Por fin llegó a la explanada frente a Es Vedrá y el chirrido del frenazo quedó opacado por un trueno formidable que pregonaba la galerna. Saltó del coche y llegó al portal, ya casi empapado. Entró corriendo en su casa y sin cerrar la puerta se dirigió a un piso superior. Subió a zancadas las escaleras y encendió una luz. Tras avistar el exterior, comprobó que todo estaba en orden y comenzó a recuperar su ritmo cardiaco habitual.
Dámaso bajó ya más calmado al salón, cerró la puerta de la entrada, se puso otra ropa y se sirvió un generoso vodka sin hielo. Respiró tranquilo mientras trataba de enviar la angustia recién sufrida al cajón de las pesadillas y recobrar la rutina que tanto buscaba. Tras unas hondas respiraciones y varios tragos al licor, que le obligaron a servirse otro, pareció dar por resuelto el problema. Se sentó en su sillón favorito, encendió la televisión y se quedó dormido con su ayuda y la del vodka.
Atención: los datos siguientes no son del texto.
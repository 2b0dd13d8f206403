use std::cell::RefCell;
use std::collections::{BTreeMap, HashMap};
use std::fmt;
use std::rc::Rc;

use serde::ser::{Serialize, SerializeStruct, Serializer};

use crate::ast::FunctionLiteral;
use crate::builtins::Builtin;
use crate::environment::Env;

/// Runtime type tag of an [`Object`].
#[allow(non_camel_case_types)]
#[derive(Debug, Clone, Copy, PartialEq, Eq, serde::Serialize)]
pub enum ObjectType {
    INTEGER,
    FLOAT,
    STRING,
    BOOLEAN,
    NULL,
    ARRAY,
    HASH,
    FUNCTION,
    BUILTIN,
    CLASS,
    INSTANCE,
    BOUND_METHOD,
    ERROR,
    RETURN_VALUE,
    BREAK,
    CONTINUE,
}

impl fmt::Display for ObjectType {
    fn fmt(&self, f: &mut fmt::Formatter<'_>) -> fmt::Result {
        fmt::Debug::fmt(self, f)
    }
}

/// A runtime value.
///
/// `ReturnValue`, `Break`, `Continue` and `Error` are control objects: the
/// nearest enclosing statement sequence, loop or call boundary interprets
/// them to unwind evaluation. No literal ever produces one.
#[derive(Clone)]
pub enum Object {
    Integer(i64),
    Float(f64),
    Str(String),
    Boolean(bool),
    Null,
    Array(Rc<Vec<Object>>),
    Hash(Rc<HashObject>),
    Function(Rc<Function>),
    Builtin(Builtin),
    Class(Rc<Class>),
    Instance(Rc<RefCell<Instance>>),
    BoundMethod(Rc<BoundMethod>),
    Error(String),
    ReturnValue(Box<Object>),
    Break,
    Continue,
}

impl Object {
    pub fn error<S: Into<String>>(message: S) -> Self {
        Object::Error(message.into())
    }

    pub fn object_type(&self) -> ObjectType {
        match self {
            Object::Integer(_) => ObjectType::INTEGER,
            Object::Float(_) => ObjectType::FLOAT,
            Object::Str(_) => ObjectType::STRING,
            Object::Boolean(_) => ObjectType::BOOLEAN,
            Object::Null => ObjectType::NULL,
            Object::Array(_) => ObjectType::ARRAY,
            Object::Hash(_) => ObjectType::HASH,
            Object::Function(_) => ObjectType::FUNCTION,
            Object::Builtin(_) => ObjectType::BUILTIN,
            Object::Class(_) => ObjectType::CLASS,
            Object::Instance(_) => ObjectType::INSTANCE,
            Object::BoundMethod(_) => ObjectType::BOUND_METHOD,
            Object::Error(_) => ObjectType::ERROR,
            Object::ReturnValue(_) => ObjectType::RETURN_VALUE,
            Object::Break => ObjectType::BREAK,
            Object::Continue => ObjectType::CONTINUE,
        }
    }

    #[inline]
    pub fn is_error(&self) -> bool {
        matches!(self, Object::Error(_))
    }

    /// Control objects stop a statement sequence.
    #[inline]
    pub fn is_control(&self) -> bool {
        matches!(
            self,
            Object::Error(_) | Object::ReturnValue(_) | Object::Break | Object::Continue
        )
    }

    /// Only `false` and `null` are falsy.
    #[inline]
    pub fn is_truthy(&self) -> bool {
        !matches!(self, Object::Boolean(false) | Object::Null)
    }

    /// Strip a `ReturnValue` wrapper.
    pub fn unwrap_return(self) -> Object {
        match self {
            Object::ReturnValue(inner) => *inner,
            other => other,
        }
    }

    pub fn hash_key(&self) -> Option<HashKey> {
        match self {
            Object::Integer(n) => Some(HashKey::Integer(*n)),
            Object::Boolean(b) => Some(HashKey::Boolean(*b)),
            Object::Str(s) => Some(HashKey::Str(s.clone())),
            _ => None,
        }
    }

    /// Canonical string form surfaced to consoles and visualizers.
    pub fn inspect(&self) -> String {
        match self {
            Object::Integer(n) => {
                let mut buf = itoa::Buffer::new();
                buf.format(*n).to_owned()
            }

            Object::Float(n) => format_float(*n),

            Object::Str(s) => s.clone(),

            Object::Boolean(b) => b.to_string(),

            Object::Null => "null".to_owned(),

            Object::Array(elements) => {
                let items: Vec<String> = elements.iter().map(Object::inspect_nested).collect();
                format!("[{}]", items.join(", "))
            }

            Object::Hash(hash) => {
                let items: Vec<String> = hash
                    .pairs
                    .values()
                    .map(|pair| {
                        format!("{}: {}", pair.key.inspect_nested(), pair.value.inspect_nested())
                    })
                    .collect();
                format!("{{{}}}", items.join(", "))
            }

            Object::Function(function) => {
                format!("<fn {}({})>", function.name(), function.parameter_list())
            }

            Object::Builtin(builtin) => format!("<builtin {}>", builtin.name()),

            Object::Class(class) => format!("<class {}>", class.name),

            Object::Instance(instance) => format!("<{} instance>", instance.borrow().class.name),

            Object::BoundMethod(bound) => format!("<method {}>", bound.qualified_name()),

            Object::Error(message) => format!("ERROR: {}", message),

            Object::ReturnValue(inner) => inner.inspect(),

            Object::Break => "break".to_owned(),

            Object::Continue => "continue".to_owned(),
        }
    }

    /// Like [`inspect`](Self::inspect) but quotes strings, for elements of
    /// arrays and hashes.
    fn inspect_nested(&self) -> String {
        match self {
            Object::Str(s) => format!("{:?}", s),
            other => other.inspect(),
        }
    }
}

/// `3.0` keeps its fractional digit so floats stay distinguishable from
/// integers; everything else uses the shortest round‑trip form.
pub fn format_float(n: f64) -> String {
    if n.is_finite() && n.fract() == 0.0 && n.abs() < 1e16 {
        format!("{:.1}", n)
    } else {
        n.to_string()
    }
}

impl fmt::Display for Object {
    fn fmt(&self, f: &mut fmt::Formatter<'_>) -> fmt::Result {
        f.write_str(&self.inspect())
    }
}

impl fmt::Debug for Object {
    fn fmt(&self, f: &mut fmt::Formatter<'_>) -> fmt::Result {
        write!(f, "{}({})", self.object_type(), self.inspect())
    }
}

impl Serialize for Object {
    fn serialize<S: Serializer>(&self, serializer: S) -> Result<S::Ok, S::Error> {
        let mut state = serializer.serialize_struct("Object", 2)?;
        state.serialize_field("type", &self.object_type())?;
        state.serialize_field("value", &self.inspect())?;
        state.end()
    }
}

// ─────────────────────────────────────────────────────────────────────────────
// Composite values
// ─────────────────────────────────────────────────────────────────────────────

#[derive(Debug, Clone, PartialEq, Eq, PartialOrd, Ord)]
pub enum HashKey {
    Integer(i64),
    Boolean(bool),
    Str(String),
}

#[derive(Debug, Clone)]
pub struct HashPair {
    pub key: Object,
    pub value: Object,
}

#[derive(Debug, Clone, Default)]
pub struct HashObject {
    pub pairs: BTreeMap<HashKey, HashPair>,
}

/// A closure: a shared function literal plus the environment captured when
/// the literal was evaluated.
pub struct Function {
    pub name: Option<String>,
    pub literal: Rc<FunctionLiteral>,
    pub env: Env,
}

impl Function {
    pub fn new(literal: Rc<FunctionLiteral>, env: Env) -> Self {
        Self {
            name: literal.name.clone(),
            literal,
            env,
        }
    }

    pub fn name(&self) -> &str {
        self.name.as_deref().unwrap_or("<anonymous>")
    }

    pub fn arity(&self) -> usize {
        self.literal.parameters.len()
    }

    pub fn parameter_list(&self) -> String {
        self.literal
            .parameters
            .iter()
            .map(|p| p.name.as_str())
            .collect::<Vec<_>>()
            .join(", ")
    }
}

pub struct Class {
    pub name: String,
    pub superclass: Option<Rc<Class>>,
    /// Methods by name; the constructor is stored as `init`.
    pub methods: HashMap<String, Rc<Function>>,
}

impl Class {
    /// Find `name` on `class` or its ancestors, returning the method and the
    /// class that defines it.
    pub fn find_method(class: &Rc<Class>, name: &str) -> Option<(Rc<Function>, Rc<Class>)> {
        let mut current = Some(Rc::clone(class));

        while let Some(candidate) = current {
            if let Some(method) = candidate.methods.get(name) {
                return Some((Rc::clone(method), candidate));
            }

            current = candidate.superclass.clone();
        }

        None
    }
}

pub struct Instance {
    pub class: Rc<Class>,
    pub fields: HashMap<String, Object>,
}

/// A method looked up on an instance; `owner` is the class defining it and
/// anchors `super` inside the method body.
pub struct BoundMethod {
    pub receiver: Rc<RefCell<Instance>>,
    pub method: Rc<Function>,
    pub owner: Rc<Class>,
}

impl BoundMethod {
    pub fn qualified_name(&self) -> String {
        format!("{}.{}", self.owner.name, self.method.name())
    }
}

#[cfg(test)]
mod tests {
    use super::*;

    #[test]
    fn inspect_forms() {
        assert_eq!(Object::Integer(-42).inspect(), "-42");
        assert_eq!(Object::Float(3.0).inspect(), "3.0");
        assert_eq!(Object::Float(0.25).inspect(), "0.25");
        assert_eq!(Object::Null.inspect(), "null");

        let array = Object::Array(Rc::new(vec![Object::Integer(1), Object::Str("a".into())]));
        assert_eq!(array.inspect(), "[1, \"a\"]");
        assert_eq!(Object::error("boom").inspect(), "ERROR: boom");
    }

    #[test]
    fn truthiness_only_false_and_null_are_falsy() {
        assert!(!Object::Boolean(false).is_truthy());
        assert!(!Object::Null.is_truthy());
        assert!(Object::Integer(0).is_truthy());
        assert!(Object::Str(String::new()).is_truthy());
        assert!(Object::Array(Rc::new(Vec::new())).is_truthy());
    }
}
Cuando se despertó, la televisión seguía encendida y justo en ese momento mostraban algo que llamó su atención.
Unos minutos después, se levantó otra vez alterado, pero ahora más abatido que impetuoso. Se dirigió a un mueble de un extremo del salón y sacó una vieja Bereta del 38 que guardaba desde hacía años, cargada. Volvió a sentarse, apuró el vaso, amartilló el arma y se voló la tapa de los sesos con un disparó en la boca.
Fuera, entre la tempestad, un rayo de luz seguía barriendo con una cadencia fija los alrededores del lugar.